NEVER, NEVER, NEVER GIVE UP? Implored Sir Winston. So does Gladwell when he says it takes 10,000 hours to be great at something.
If I rode 10 hours a week 50 weeks a year, it would take 20 years to be a great bike rider.
But, it's not just riding.
I think the time spent working on my bike counts.
As does the time watching a race unfold.
Throw in the core work and stretching and yoga too.
It all adds up.
Every day, a little better. A little closer.
After 20 years, I'm not great... but,
I'm pretty damn close
to the best I can be
and that's the point of any endeavor.
I GOT A LATE START YESTERDAY. I chose to get some pressing work done.... and, I chose to postpone the ride from morning till evening which always leaves an opening for things to go sideways.

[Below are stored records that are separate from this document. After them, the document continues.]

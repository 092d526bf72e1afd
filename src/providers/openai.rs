//! OpenAI chat completions adapter.

use async_trait::async_trait;
use std::time::Duration;
use tracing::debug;

use sovereign_rag_core::models::{GenerationResult, Message, Usage};

use super::{ensure_success, http_client, read_json, transport_error, Provider};
use crate::error::{Error, Result};

const TEMPERATURE: f64 = 0.7;

pub struct OpenAiProvider {
    client: reqwest::Client,
    model_id: String,
    name: String,
    api_key: String,
    base_url: String,
    timeout: Duration,
}

impl OpenAiProvider {
    pub fn new(name: &str, api_key: &str, base_url: &str, timeout: Duration) -> Result<Self> {
        Ok(Self {
            client: http_client(timeout)?,
            model_id: format!("openai/{name}"),
            name: name.to_string(),
            api_key: api_key.to_string(),
            base_url: base_url.trim_end_matches('/').to_string(),
            timeout,
        })
    }
}

#[async_trait]
impl Provider for OpenAiProvider {
    fn model(&self) -> &str {
        &self.model_id
    }

    fn endpoint(&self) -> &str {
        &self.base_url
    }

    async fn generate(&self, messages: &[Message]) -> Result<GenerationResult> {
        let body = serde_json::json!({
            "model": self.name,
            "messages": messages,
            "temperature": TEMPERATURE,
        });

        debug!(model = %self.model_id, messages = messages.len(), "openai chat completion");
        let response = self
            .client
            .post(format!("{}/v1/chat/completions", self.base_url))
            .bearer_auth(&self.api_key)
            .json(&body)
            .send()
            .await
            .map_err(|e| transport_error(&self.model_id, &self.base_url, self.timeout, e))?;

        let response = ensure_success(&self.model_id, &self.base_url, response).await?;
        let json = read_json(&self.model_id, &self.base_url, response).await?;

        let content = json["choices"][0]["message"]["content"]
            .as_str()
            .ok_or_else(|| {
                Error::provider(
                    &self.model_id,
                    &self.base_url,
                    "malformed response: missing choices[0].message.content",
                )
            })?
            .to_string();

        let usage = &json["usage"];
        let usage = match (
            usage["prompt_tokens"].as_u64(),
            usage["completion_tokens"].as_u64(),
        ) {
            (Some(prompt), Some(completion)) => Some(Usage {
                prompt_tokens: prompt,
                completion_tokens: completion,
                total_tokens: usage["total_tokens"]
                    .as_u64()
                    .unwrap_or(prompt + completion),
            }),
            _ => None,
        };

        Ok(GenerationResult {
            content,
            model: self.model_id.clone(),
            usage,
        })
    }
}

The sun quickly set. I chose to ride on.
I raced half up Harding at 9 tenths. I chose to shut 'er down and take it easy after that.
The moon rose. I chose to stop on the deserted fire road and snap a pic.

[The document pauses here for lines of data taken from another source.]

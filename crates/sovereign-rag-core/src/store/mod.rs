//! Storage abstraction for Sovereign RAG.
//!
//! The [`DocumentStore`] trait is deliberately key-value shaped: documents are
//! put, fetched and deleted by id, and a named set enumerates the ids that
//! are visible to search. This mirrors the small surface a KV backend offers
//! and is all the retrieval engine needs.
//!
//! Implementations must be `Send + Sync` to be shared across async tasks.
//!
//! # Visibility ordering
//!
//! Writers call [`put`](DocumentStore::put) before
//! [`add_to_set`](DocumentStore::add_to_set), and
//! [`remove_from_set`](DocumentStore::remove_from_set) before
//! [`delete`](DocumentStore::delete). A reader enumerating the set therefore
//! never observes an id whose document body is not fully stored.

pub mod memory;

use anyhow::Result;
use async_trait::async_trait;

use crate::models::Document;

/// Name of the set that indexes every searchable document.
pub const DOCUMENT_SET: &str = "documents:all";

/// Abstract document storage backend.
///
/// | Method | Purpose |
/// |--------|---------|
/// | [`put`](DocumentStore::put) | Store a document body under its id |
/// | [`get`](DocumentStore::get) | Fetch a document by id |
/// | [`delete`](DocumentStore::delete) | Remove a document body |
/// | [`add_to_set`](DocumentStore::add_to_set) | Add an id to a named set |
/// | [`remove_from_set`](DocumentStore::remove_from_set) | Remove an id from a named set |
/// | [`members`](DocumentStore::members) | Enumerate a set in insertion order |
#[async_trait]
pub trait DocumentStore: Send + Sync {
    /// Store (or overwrite) a document keyed by `doc.id`.
    async fn put(&self, doc: &Document) -> Result<()>;

    /// Fetch a copy of the document with the given id.
    async fn get(&self, id: &str) -> Result<Option<Document>>;

    /// Delete the document body. Returns `true` if it existed.
    async fn delete(&self, id: &str) -> Result<bool>;

    /// Add `id` to `set`. Adding an existing member is a no-op.
    async fn add_to_set(&self, set: &str, id: &str) -> Result<()>;

    /// Remove `id` from `set`. Returns `true` if it was a member.
    async fn remove_from_set(&self, set: &str, id: &str) -> Result<bool>;

    /// All members of `set`, oldest first.
    async fn members(&self, set: &str) -> Result<Vec<String>>;
}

60 minutes in, I chose to stop and admire the view of my city.
It dawned on me, as the temperature quickly dropped, that being 6 miles up a rugged fire road with one light and no jacket was not my best choice. I chose to head down.

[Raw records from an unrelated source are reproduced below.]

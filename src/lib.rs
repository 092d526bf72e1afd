//! # Sovereign RAG
//!
//! Local-first chat orchestration across LLM backends, optionally grounded
//! in a private document corpus.
//!
//! ## Architecture
//!
//! ```text
//!                 ┌──────────────┐
//!   request ─────▶│  Assistant   │────────────────────────┐
//!                 └──────┬───────┘                        │
//!            use_rag     │                                ▼
//!        ┌───────────────┘                       ┌────────────────┐
//!        ▼                                       │  Orchestrator  │
//! ┌──────────────┐   ┌──────────┐                │ chat / workers │
//! │  Retrieval   │──▶│ Embedder │ (Ollama)       │ / ralph loop   │
//! │   Engine     │   └──────────┘                └───────┬────────┘
//! │              │──▶ DocumentStore (SQLite/mem)         ▼
//! └──────────────┘                           Provider (Ollama/Anthropic/OpenAI)
//! ```
//!
//! ## Modules
//!
//! | Module | Purpose |
//! |--------|---------|
//! | [`config`] | TOML configuration parsing |
//! | [`logging`] | `tracing` subscriber setup |
//! | [`error`] | Error taxonomy and structured failures |
//! | [`providers`] | Provider trait, model ids, factory, backend adapters |
//! | [`orchestrator`] | Chat, workers fan-out, ralph loop |
//! | [`answer`] | The "answer this" operation |
//! | [`embedding`] | Ollama embedding client |
//! | [`documents`] | Upload validation |
//! | [`db`] | SQLite connection and schema |
//! | [`sqlite_store`] | SQLite document store |
//! | [`runtime`] | Service construction from config |
//! | [`server`] | HTTP server |
//!
//! Retrieval itself (data model, cosine ranking, context assembly) lives in
//! the `sovereign-rag-core` crate.

pub mod answer;
pub mod config;
pub mod db;
pub mod documents;
pub mod embedding;
pub mod error;
pub mod logging;
pub mod orchestrator;
pub mod providers;
pub mod runtime;
pub mod server;
pub mod sqlite_store;
//! Embedding trait and vector utilities.
//!
//! Defines the [`Embedder`] trait that every embedding backend implements,
//! the [`EmbeddingError`] it fails with, and the cosine similarity used for
//! ranking.
//!
//! Concrete clients (the Ollama HTTP embedder) live in the `sovereign-rag`
//! app crate.

use async_trait::async_trait;

/// Failure of an embedding backend call.
#[derive(Debug, thiserror::Error)]
pub enum EmbeddingError {
    #[error("embedding backend unreachable at {endpoint}: {message}")]
    Unreachable { endpoint: String, message: String },

    #[error("embedding backend returned HTTP {status}: {body}")]
    Status { status: u16, body: String },

    #[error("invalid embedding response: {0}")]
    Malformed(String),

    #[error("embedding has {actual} dimensions, expected {expected}")]
    Dimensions { expected: usize, actual: usize },
}

/// Turns text into a fixed-length vector.
///
/// One backend is configured at a time, so every vector produced by an
/// embedder has the same dimensionality.
#[async_trait]
pub trait Embedder: Send + Sync {
    /// Returns the model identifier (e.g. `"nomic-embed-text"`).
    fn model_name(&self) -> &str;

    /// Expected dimensionality, when known up front.
    fn dims(&self) -> Option<usize> {
        None
    }

    /// Embed a single text.
    async fn embed(&self, text: &str) -> Result<Vec<f32>, EmbeddingError>;
}

/// Compute cosine similarity between two embedding vectors.
///
/// Returns `None` when the similarity is undefined: empty vectors, vectors
/// of different lengths, or a vector with zero norm. Callers exclude such
/// pairs from ranking instead of scoring them.
///
/// ```text
///            a · b
/// cos(θ) = ─────────
///          ‖a‖ × ‖b‖
/// ```
pub fn cosine_similarity(a: &[f32], b: &[f32]) -> Option<f32> {
    if a.len() != b.len() || a.is_empty() {
        return None;
    }

    let mut dot = 0.0f32;
    let mut norm_a = 0.0f32;
    let mut norm_b = 0.0f32;

    for (x, y) in a.iter().zip(b.iter()) {
        dot += x * y;
        norm_a += x * x;
        norm_b += y * y;
    }

    if norm_a == 0.0 || norm_b == 0.0 {
        return None;
    }

    let score = dot / (norm_a.sqrt() * norm_b.sqrt());
    score.is_finite().then_some(score)
}

/// Encode a float vector as a little-endian BLOB for SQLite storage.
///
/// ```
/// use sovereign_rag_core::embedding::{blob_to_vec, vec_to_blob};
///
/// let v = vec![1.0f32, -2.5, 3.125];
/// let blob = vec_to_blob(&v);
/// assert_eq!(blob.len(), 12);
/// assert_eq!(blob_to_vec(&blob), v);
/// ```
pub fn vec_to_blob(vec: &[f32]) -> Vec<u8> {
    let mut bytes = Vec::with_capacity(vec.len() * 4);
    for &v in vec {
        bytes.extend_from_slice(&v.to_le_bytes());
    }
    bytes
}

/// Decode a BLOB written by [`vec_to_blob`]. Trailing partial values are ignored.
pub fn blob_to_vec(blob: &[u8]) -> Vec<f32> {
    blob.chunks_exact(4)
        .map(|chunk| f32::from_le_bytes([chunk[0], chunk[1], chunk[2], chunk[3]]))
        .collect()
}

/// Take at most `limit` characters (not bytes) from the start of `text`.
pub fn truncate_chars(text: &str, limit: usize) -> &str {
    match text.char_indices().nth(limit) {
        Some((idx, _)) => &text[..idx],
        None => text,
    }
}
//! # Sovereign RAG Core
//!
//! Runtime-agnostic logic for Sovereign RAG: the conversation and document
//! data model, the [`store::DocumentStore`] abstraction, the
//! [`embedding::Embedder`] trait with cosine similarity, and the
//! [`retrieval::RetrievalEngine`] that ingests, ranks and contextualizes
//! documents.
//!
//! This crate performs no network or filesystem I/O of its own. Concrete
//! embedding clients and persistent stores live in the `sovereign-rag`
//! application crate.

pub mod embedding;
pub mod models;
pub mod retrieval;
pub mod store;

But that feeling of being all alone, in the wild.. that sound, of nothing but a distant hum... that sight of my fellow citizens far away... me, choosing to live like this... nothing like it.
Who else made a choice to be risky today
to do what their heart called them to do,
to venture out and bet on themselves?
... it's just a choice,
MY COACH HAS TOLD ME FOR YEARS THAT TRAINING BY POWER IS DANGEROUS. Frankly, I was too cheap to buy a power meter and didn't want to hassle with one more device. Her warning was that training by power would disconnect me from how my body was actually doing. I like simplicity so this was easy to heed.
Understand, I only get "coached" a few months out of the year... if at all. I just can't handle the structure, it takes too much fun out of riding for me. But, when I'm really serious about an event (none in '18) I need her guidance and feedback.
Word has it, the reason the pros took to power meters early on was because with all the chemical enhancement that was occurring during the same time period training by heart rate became useless. Their heart rate data was no longer relevant. It was not giving them accurate feedback on what was achievable with their new found "unbelievable" powers.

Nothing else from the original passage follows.